▶ **INSTRUCTIONS TO FOLLOW**
Search the data for the string "repositories" and copy each line in which it appears.

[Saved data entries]
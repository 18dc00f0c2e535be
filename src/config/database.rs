use crate::core::{AppError, Result};
use serde::Deserialize;
use sqlx::mysql::{MySqlPool, MySqlPoolOptions};
use std::env;
use std::time::Duration;

#[derive(Debug, Clone, Deserialize)]
pub struct DatabaseConfig {
    pub url: String,
    pub min_connections: u32,
    pub max_connections: u32,
}

impl DatabaseConfig {
    pub fn from_env() -> Result<Self> {
        Ok(DatabaseConfig {
            url: env::var("DATABASE_URL")
                .map_err(|_| AppError::Configuration("DATABASE_URL not set".to_string()))?,
            min_connections: env::var("DATABASE_MIN_CONNECTIONS")
                .unwrap_or_else(|_| "5".to_string())
                .parse()
                .map_err(|_| {
                    AppError::Configuration("Invalid DATABASE_MIN_CONNECTIONS".to_string())
                })?,
            max_connections: env::var("DATABASE_MAX_CONNECTIONS")
                .unwrap_or_else(|_| "20".to_string())
                .parse()
                .map_err(|_| {
                    AppError::Configuration("Invalid DATABASE_MAX_CONNECTIONS".to_string())
                })?,
        })
    }

    /// Create a MySQL connection pool
    pub async fn create_pool(&self) -> Result<MySqlPool> {
        MySqlPoolOptions::new()
            .max_connections(self.max_connections)
            .min_connections(self.min_connections)
            .acquire_timeout(Duration::from_secs(30))
            .idle_timeout(Duration::from_secs(600))
            .max_lifetime(Duration::from_secs(1800))
            .test_before_acquire(true)
            .connect(&self.url)
            .await
            .map_err(AppError::Database)
    }
}
pub mod controllers;
pub mod models;
pub mod services;

pub use models::{OrderReportVo, SalesTopReportVo, TurnoverReportVo, UserReportVo};
pub use services::{ExportService, ReportService};
mod lifecycle_scanner;

pub use lifecycle_scanner::{
    LifecycleScanner, DELIVERY_TIMEOUT_MINUTES, PAYMENT_TIMEOUT_MINUTES,
};
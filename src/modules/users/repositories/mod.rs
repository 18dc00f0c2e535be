mod user_repository;

pub use user_repository::{MySqlUserRepository, UserCountFilter, UserRepository};
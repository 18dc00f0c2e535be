use std::sync::Arc;

use actix_web::{web, App, HttpResponse, HttpServer};
use tracing_subscriber::{layer::SubscriberExt, util::SubscriberInitExt};

use mealdesk::config::Config;
use mealdesk::core::{Clock, SystemClock};
use mealdesk::modules::cart::repositories::{CartRepository, MySqlCartRepository};
use mealdesk::modules::cart::services::CartService;
use mealdesk::modules::catalog::repositories::{CatalogRepository, MySqlCatalogRepository};
use mealdesk::modules::orders::repositories::{MySqlOrderRepository, OrderRepository};
use mealdesk::modules::orders::services::LifecycleScanner;
use mealdesk::modules::reports::services::{ExportService, ReportService};
use mealdesk::modules::users::repositories::{MySqlUserRepository, UserRepository};
use mealdesk::modules::workspace::services::WorkspaceService;
use mealdesk::modules::{cart, reports, workspace};

#[actix_web::main]
async fn main() -> std::io::Result<()> {
    // Initialize tracing
    tracing_subscriber::registry()
        .with(
            tracing_subscriber::EnvFilter::try_from_default_env()
                .unwrap_or_else(|_| "mealdesk=debug,actix_web=info".into()),
        )
        .with(tracing_subscriber::fmt::layer())
        .init();

    // Load configuration
    let config = Config::from_env().expect("Failed to load configuration");
    config.validate().expect("Configuration validation failed");

    tracing::info!("Starting MealDesk back-office service");
    tracing::info!("Environment: {}", config.app.env);
    tracing::info!("Server binding to: {}", config.server.bind_address());

    // Create database connection pool
    let db_pool = config
        .database
        .create_pool()
        .await
        .expect("Failed to create database pool");

    tracing::info!(
        "Database pool initialized (max {} connections)",
        config.database.max_connections
    );

    // Store gateways
    let orders: Arc<dyn OrderRepository> = Arc::new(MySqlOrderRepository::new(db_pool.clone()));
    let users: Arc<dyn UserRepository> = Arc::new(MySqlUserRepository::new(db_pool.clone()));
    let catalog: Arc<dyn CatalogRepository> =
        Arc::new(MySqlCatalogRepository::new(db_pool.clone()));
    let cart_repo: Arc<dyn CartRepository> = Arc::new(MySqlCartRepository::new(db_pool.clone()));
    let clock: Arc<dyn Clock> = Arc::new(SystemClock);

    // Services
    let report_service = web::Data::new(ReportService::new(orders.clone(), users.clone()));
    let workspace_service = Arc::new(WorkspaceService::new(
        orders.clone(),
        users.clone(),
        clock.clone(),
    ));
    let export_service = web::Data::new(ExportService::new(
        workspace_service.clone(),
        clock.clone(),
        config.export.template_path.clone(),
        config.export.window_days,
    ));
    let workspace_data = web::Data::from(workspace_service);
    let cart_service = web::Data::new(CartService::new(cart_repo, catalog, clock.clone()));

    // Lifecycle scanner runs as background tasks for the whole process
    let scanner = Arc::new(LifecycleScanner::new(orders, clock));
    tokio::spawn(scanner.clone().run_payment_timeout_loop());
    tokio::spawn(scanner.run_stale_delivery_loop());

    // Start HTTP server
    let bind_address = config.server.bind_address();
    let workers = config.server.workers;
    let server = HttpServer::new(move || {
        App::new()
            .app_data(report_service.clone())
            .app_data(export_service.clone())
            .app_data(workspace_data.clone())
            .app_data(cart_service.clone())
            .configure(reports::controllers::configure_routes)
            .configure(workspace::controllers::configure_routes)
            .configure(cart::controllers::configure_routes)
            .route("/health", web::get().to(health_check))
    })
    .workers(workers)
    .bind(&bind_address)?
    .run();

    tracing::info!("Server started at http://{}", bind_address);

    server.await
}

async fn health_check() -> HttpResponse {
    HttpResponse::Ok().json(serde_json::json!({
        "status": "healthy",
        "service": "mealdesk"
    }))
}
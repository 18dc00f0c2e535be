mod workspace_service;

pub use workspace_service::WorkspaceService;
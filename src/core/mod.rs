pub mod clock;
pub mod context;
pub mod date_range;
pub mod error;

pub use clock::{Clock, SystemClock};
pub use context::UserContext;
pub use date_range::{enumerate_days, TimeWindow};
pub use error::{AppError, Result};
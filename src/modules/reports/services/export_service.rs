use std::io::{Seek, Write};
use std::path::PathBuf;
use std::sync::Arc;

use chrono::{Duration, NaiveDate};
use rust_decimal::prelude::ToPrimitive;
use tracing::info;

use crate::core::{AppError, Clock, Result, TimeWindow};
use crate::modules::workspace::models::BusinessData;
use crate::modules::workspace::services::WorkspaceService;

/// Default length of the export window, ending yesterday.
pub const DEFAULT_EXPORT_DAYS: i64 = 30;

/// Sheet the template slots live on.
const TEMPLATE_SHEET: &str = "Sheet1";

/// First row of the per-day table (1-based).
const FIRST_DAILY_ROW: u32 = 8;

/// Fills the business-report workbook template and streams it to a sink.
///
/// Slot layout of the template (1-based rows/columns):
/// B2 header, row 4 B/D/F and row 5 B/D summary figures, then one row per
/// day starting at row 8 with date, turnover, valid orders, completion
/// rate, unit price and new users in columns A..F.
pub struct ExportService {
    workspace: Arc<WorkspaceService>,
    clock: Arc<dyn Clock>,
    template_path: PathBuf,
    window_days: i64,
}

impl ExportService {
    pub fn new(
        workspace: Arc<WorkspaceService>,
        clock: Arc<dyn Clock>,
        template_path: impl Into<PathBuf>,
        window_days: i64,
    ) -> Self {
        Self {
            workspace,
            clock,
            template_path: template_path.into(),
            window_days,
        }
    }

    /// Configured window length in days.
    pub fn window_days(&self) -> i64 {
        self.window_days
    }

    /// Export the report for `[today - days, today - 1]` into `out`.
    ///
    /// All data is fetched before the template is touched; a failure at any
    /// point surfaces an error and nothing is written to the sink.
    pub async fn export_business_report<W: Write + Seek>(
        &self,
        days: i64,
        out: &mut W,
    ) -> Result<()> {
        if days <= 0 {
            return Err(AppError::validation("export window must be at least one day"));
        }

        let today = self.clock.today();
        let begin = today - Duration::days(days);
        let end = today - Duration::days(1);
        info!(%begin, %end, "exporting business report");

        let summary = self
            .workspace
            .business_data(TimeWindow::spanning(begin, end))
            .await?;

        let mut daily: Vec<(NaiveDate, BusinessData)> = Vec::with_capacity(days as usize);
        for i in 0..days {
            let date = begin + Duration::days(i);
            let data = self.workspace.business_data(TimeWindow::for_day(date)).await?;
            daily.push((date, data));
        }

        let mut book = umya_spreadsheet::reader::xlsx::read(&self.template_path).map_err(|e| {
            AppError::export(format!(
                "failed to load template {}: {}",
                self.template_path.display(),
                e
            ))
        })?;
        let sheet = book
            .get_sheet_by_name_mut(TEMPLATE_SHEET)
            .ok_or_else(|| {
                AppError::export(format!("template is missing sheet {}", TEMPLATE_SHEET))
            })?;

        sheet
            .get_cell_mut((2, 2))
            .set_value(format!("时间：{}至{}", begin, end));

        sheet
            .get_cell_mut((2, 4))
            .set_value_number(amount_as_f64(&summary));
        sheet
            .get_cell_mut((4, 4))
            .set_value_number(summary.order_completion_rate);
        sheet
            .get_cell_mut((6, 4))
            .set_value_number(summary.new_users as f64);
        sheet
            .get_cell_mut((2, 5))
            .set_value_number(summary.valid_order_count as f64);
        sheet.get_cell_mut((4, 5)).set_value_number(summary.unit_price);

        for (i, (date, data)) in daily.iter().enumerate() {
            let row = FIRST_DAILY_ROW + i as u32;
            sheet.get_cell_mut((1, row)).set_value(date.to_string());
            sheet
                .get_cell_mut((2, row))
                .set_value_number(amount_as_f64(data));
            sheet
                .get_cell_mut((3, row))
                .set_value_number(data.valid_order_count as f64);
            sheet
                .get_cell_mut((4, row))
                .set_value_number(data.order_completion_rate);
            sheet.get_cell_mut((5, row)).set_value_number(data.unit_price);
            sheet
                .get_cell_mut((6, row))
                .set_value_number(data.new_users as f64);
        }

        umya_spreadsheet::writer::xlsx::write_writer(&book, out)
            .map_err(|e| AppError::export(format!("failed to write workbook: {}", e)))?;

        Ok(())
    }
}

fn amount_as_f64(data: &BusinessData) -> f64 {
    data.turnover.to_f64().unwrap_or(0.0)
}
mod cart_controller;

pub use cart_controller::configure_routes;
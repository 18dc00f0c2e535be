use actix_web::{error::ResponseError, http::StatusCode, HttpResponse};

/// Application-wide Result type
pub type Result<T> = std::result::Result<T, AppError>;

/// Main application error type
#[derive(thiserror::Error, Debug)]
pub enum AppError {
    /// Validation errors for business rules
    #[error("Validation error: {0}")]
    Validation(String),

    /// Report date range where end precedes begin
    #[error("Invalid date range: {0}")]
    InvalidRange(String),

    /// Database operation errors
    #[error("Database error: {0}")]
    Database(#[from] sqlx::Error),

    /// Resource not found
    #[error("Not found: {0}")]
    NotFound(String),

    /// Workbook export errors (template load, sheet layout, write-out)
    #[error("Export error: {0}")]
    Export(String),

    /// I/O errors
    #[error("I/O error: {0}")]
    Io(#[from] std::io::Error),

    /// Configuration errors
    #[error("Configuration error: {0}")]
    Configuration(String),

    /// Internal server errors
    #[error("Internal error: {0}")]
    Internal(String),
}

impl ResponseError for AppError {
    fn error_response(&self) -> HttpResponse {
        let status_code = self.status_code();
        let error_message = self.to_string();

        HttpResponse::build(status_code).json(serde_json::json!({
            "error": {
                "message": error_message,
                "code": status_code.as_u16(),
            }
        }))
    }

    fn status_code(&self) -> StatusCode {
        match self {
            AppError::Validation(_) => StatusCode::BAD_REQUEST,
            AppError::InvalidRange(_) => StatusCode::BAD_REQUEST,
            AppError::Database(_) => StatusCode::INTERNAL_SERVER_ERROR,
            AppError::NotFound(_) => StatusCode::NOT_FOUND,
            AppError::Export(_) => StatusCode::INTERNAL_SERVER_ERROR,
            AppError::Io(_) => StatusCode::INTERNAL_SERVER_ERROR,
            AppError::Configuration(_) => StatusCode::INTERNAL_SERVER_ERROR,
            AppError::Internal(_) => StatusCode::INTERNAL_SERVER_ERROR,
        }
    }
}

// Helper functions for common error scenarios
impl AppError {
    pub fn validation(msg: impl Into<String>) -> Self {
        AppError::Validation(msg.into())
    }

    pub fn invalid_range(msg: impl Into<String>) -> Self {
        AppError::InvalidRange(msg.into())
    }

    pub fn not_found(resource: impl Into<String>) -> Self {
        AppError::NotFound(resource.into())
    }

    pub fn export(msg: impl Into<String>) -> Self {
        AppError::Export(msg.into())
    }

    pub fn internal(msg: impl Into<String>) -> Self {
        AppError::Internal(msg.into())
    }
}
use async_trait::async_trait;
use sqlx::MySqlPool;

use crate::core::Result;
use crate::modules::catalog::models::Product;

/// Read-only gateway for dish and set-meal lookups.
#[async_trait]
pub trait CatalogRepository: Send + Sync {
    async fn dish_by_id(&self, id: i64) -> Result<Option<Product>>;

    async fn setmeal_by_id(&self, id: i64) -> Result<Option<Product>>;
}

pub struct MySqlCatalogRepository {
    pool: MySqlPool,
}

impl MySqlCatalogRepository {
    pub fn new(pool: MySqlPool) -> Self {
        Self { pool }
    }
}

#[async_trait]
impl CatalogRepository for MySqlCatalogRepository {
    async fn dish_by_id(&self, id: i64) -> Result<Option<Product>> {
        let product = sqlx::query_as::<_, Product>(
            "SELECT name, image, price FROM dish WHERE id = ?",
        )
        .bind(id)
        .fetch_optional(&self.pool)
        .await?;

        Ok(product)
    }

    async fn setmeal_by_id(&self, id: i64) -> Result<Option<Product>> {
        let product = sqlx::query_as::<_, Product>(
            "SELECT name, image, price FROM setmeal WHERE id = ?",
        )
        .bind(id)
        .fetch_optional(&self.pool)
        .await?;

        Ok(product)
    }
}
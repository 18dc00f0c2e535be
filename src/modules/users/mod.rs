pub mod repositories;

pub use repositories::{UserCountFilter, UserRepository};
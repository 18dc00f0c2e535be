use std::sync::Arc;
use std::time::Duration as StdDuration;

use chrono::{Duration, NaiveDateTime, NaiveTime};
use tokio::time::interval;
use tracing::{error, info};

use crate::core::{Clock, Result};
use crate::modules::orders::models::{OrderStatus, AUTO_CANCEL_REASON};
use crate::modules::orders::repositories::OrderRepository;

/// Minutes after which an unpaid order is cancelled.
pub const PAYMENT_TIMEOUT_MINUTES: i64 = 15;

/// Minutes after which an order still marked as delivering is completed.
pub const DELIVERY_TIMEOUT_MINUTES: i64 = 60;

/// Hour of day (local time) at which the stale-delivery sweep runs.
const STALE_DELIVERY_SWEEP_HOUR: u32 = 1;

/// Background job that advances orders through timeout-driven transitions.
///
/// Two sweeps: unpaid orders older than 15 minutes are cancelled every
/// minute; orders stuck in delivery for over an hour are completed once a
/// day at 01:00. Both sweeps guard their updates on the row still being in
/// the source status, so re-running over the same rows is a no-op.
pub struct LifecycleScanner {
    orders: Arc<dyn OrderRepository>,
    clock: Arc<dyn Clock>,
}

impl LifecycleScanner {
    pub fn new(orders: Arc<dyn OrderRepository>, clock: Arc<dyn Clock>) -> Self {
        Self { orders, clock }
    }

    /// Cancel orders that have sat in PENDING_PAYMENT past the timeout.
    /// Returns the number of orders transitioned.
    pub async fn sweep_payment_timeouts(&self) -> Result<usize> {
        let now = self.clock.now();
        let cutoff = now - Duration::minutes(PAYMENT_TIMEOUT_MINUTES);

        let stale = self
            .orders
            .find_by_status_older_than(OrderStatus::PendingPayment, cutoff)
            .await?;

        let mut cancelled = 0;
        for order in stale {
            let changed = self
                .orders
                .update_status_from(
                    order.id,
                    OrderStatus::PendingPayment,
                    OrderStatus::Cancelled,
                    Some(AUTO_CANCEL_REASON.to_string()),
                    Some(now),
                )
                .await?;

            if changed {
                info!(order_id = order.id, "order cancelled after payment timeout");
                cancelled += 1;
            }
        }

        Ok(cancelled)
    }

    /// Complete orders that have been in delivery for over an hour.
    /// Returns the number of orders transitioned.
    ///
    /// TODO: this sweep still writes cancel_reason/cancel_time on the
    /// completed row, mirroring the behavior the ops team relies on today;
    /// pending a product decision on whether completed orders should carry
    /// cancellation fields at all.
    pub async fn sweep_stale_deliveries(&self) -> Result<usize> {
        let now = self.clock.now();
        let cutoff = now - Duration::minutes(DELIVERY_TIMEOUT_MINUTES);

        let stale = self
            .orders
            .find_by_status_older_than(OrderStatus::DeliveryInProgress, cutoff)
            .await?;

        let mut completed = 0;
        for order in stale {
            let changed = self
                .orders
                .update_status_from(
                    order.id,
                    OrderStatus::DeliveryInProgress,
                    OrderStatus::Completed,
                    Some(AUTO_CANCEL_REASON.to_string()),
                    Some(now),
                )
                .await?;

            if changed {
                info!(order_id = order.id, "stale delivery marked completed");
                completed += 1;
            }
        }

        Ok(completed)
    }

    /// Drive the payment-timeout sweep once a minute.
    /// Spawn as a background task from main.
    pub async fn run_payment_timeout_loop(self: Arc<Self>) {
        info!("starting payment timeout sweep (runs every minute)");

        let mut ticker = interval(StdDuration::from_secs(60));

        loop {
            ticker.tick().await;

            match self.sweep_payment_timeouts().await {
                Ok(cancelled) if cancelled > 0 => {
                    info!(cancelled = cancelled, "payment timeout sweep finished");
                }
                Ok(_) => {}
                Err(e) => {
                    // A failed sweep aborts only this run; already-updated
                    // rows stay updated and the next tick sees the rest.
                    error!(error = %e, "payment timeout sweep failed");
                }
            }
        }
    }

    /// Drive the stale-delivery sweep daily at 01:00 local time.
    /// Spawn as a background task from main.
    pub async fn run_stale_delivery_loop(self: Arc<Self>) {
        info!(
            hour = STALE_DELIVERY_SWEEP_HOUR,
            "starting daily stale delivery sweep"
        );

        loop {
            let wait = until_next_sweep(self.clock.now(), STALE_DELIVERY_SWEEP_HOUR);
            tokio::time::sleep(wait).await;

            match self.sweep_stale_deliveries().await {
                Ok(completed) => {
                    info!(completed = completed, "stale delivery sweep finished");
                }
                Err(e) => {
                    error!(error = %e, "stale delivery sweep failed");
                }
            }
        }
    }
}

/// Time to sleep until the next occurrence of `hour:00:00`.
fn until_next_sweep(now: NaiveDateTime, hour: u32) -> StdDuration {
    let sweep_time = NaiveTime::from_hms_opt(hour, 0, 0).expect("valid sweep hour");

    let mut next = now.date().and_time(sweep_time);
    if next <= now {
        next += Duration::days(1);
    }

    (next - now).to_std().unwrap_or(StdDuration::from_secs(60))
}
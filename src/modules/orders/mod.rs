pub mod models;
pub mod repositories;
pub mod services;

pub use models::{Order, OrderCountQuery, OrderStatus, SalesRank};
pub use repositories::OrderRepository;
pub use services::LifecycleScanner;
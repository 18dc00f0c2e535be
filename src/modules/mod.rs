pub mod cart;
pub mod catalog;
pub mod orders;
pub mod reports;
pub mod users;
pub mod workspace;
use chrono::NaiveDate;
use rust_decimal::Decimal;
use serde::Serialize;

use crate::modules::reports::models::series;

/// Daily turnover over a date range.
///
/// All report view objects hold typed vectors; the comma-joined wire
/// contract is produced at serialization time (see [`series`]). Every value
/// series has the same length as `date_list`.
#[derive(Debug, Clone, PartialEq, Serialize)]
#[serde(rename_all = "camelCase")]
pub struct TurnoverReportVo {
    #[serde(serialize_with = "series::serialize_dates")]
    pub date_list: Vec<NaiveDate>,
    #[serde(serialize_with = "series::serialize_amounts")]
    pub turnover_list: Vec<Decimal>,
}

/// Daily new-user and cumulative-user counts over a date range.
/// `total_user_list` is monotone non-decreasing.
#[derive(Debug, Clone, PartialEq, Serialize)]
#[serde(rename_all = "camelCase")]
pub struct UserReportVo {
    #[serde(serialize_with = "series::serialize_dates")]
    pub date_list: Vec<NaiveDate>,
    #[serde(serialize_with = "series::serialize_counts")]
    pub new_user_list: Vec<i64>,
    #[serde(serialize_with = "series::serialize_counts")]
    pub total_user_list: Vec<i64>,
}

/// Daily order counts plus range totals and the completion rate.
#[derive(Debug, Clone, PartialEq, Serialize)]
#[serde(rename_all = "camelCase")]
pub struct OrderReportVo {
    #[serde(serialize_with = "series::serialize_dates")]
    pub date_list: Vec<NaiveDate>,
    #[serde(serialize_with = "series::serialize_counts")]
    pub order_count_list: Vec<i64>,
    #[serde(serialize_with = "series::serialize_counts")]
    pub valid_order_count_list: Vec<i64>,
    pub total_order_count: i64,
    pub valid_order_count: i64,
    pub order_completion_rate: f64,
}

/// Best-selling items over a date range, aligned name/quantity lists.
#[derive(Debug, Clone, PartialEq, Serialize)]
#[serde(rename_all = "camelCase")]
pub struct SalesTopReportVo {
    #[serde(serialize_with = "series::serialize_names")]
    pub name_list: Vec<String>,
    #[serde(serialize_with = "series::serialize_counts")]
    pub number_list: Vec<i64>,
}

▶ **ANSWER SECTION**
filename src/modules/users/repositories/mod.rs
use mealdesk::modules::cart::repositories::{CartRepository, MySqlCartRepository};
use mealdesk::modules::catalog::repositories::{CatalogRepository, MySqlCatalogRepository};
use mealdesk::modules::orders::repositories::{MySqlOrderRepository, OrderRepository};
use mealdesk::modules::users::repositories::{MySqlUserRepository, UserRepository};
pub mod repositories;
pub use repositories::{UserCountFilter, UserRepository};
use crate::modules::orders::repositories::OrderRepository;
pub mod repositories;
pub use repositories::OrderRepository;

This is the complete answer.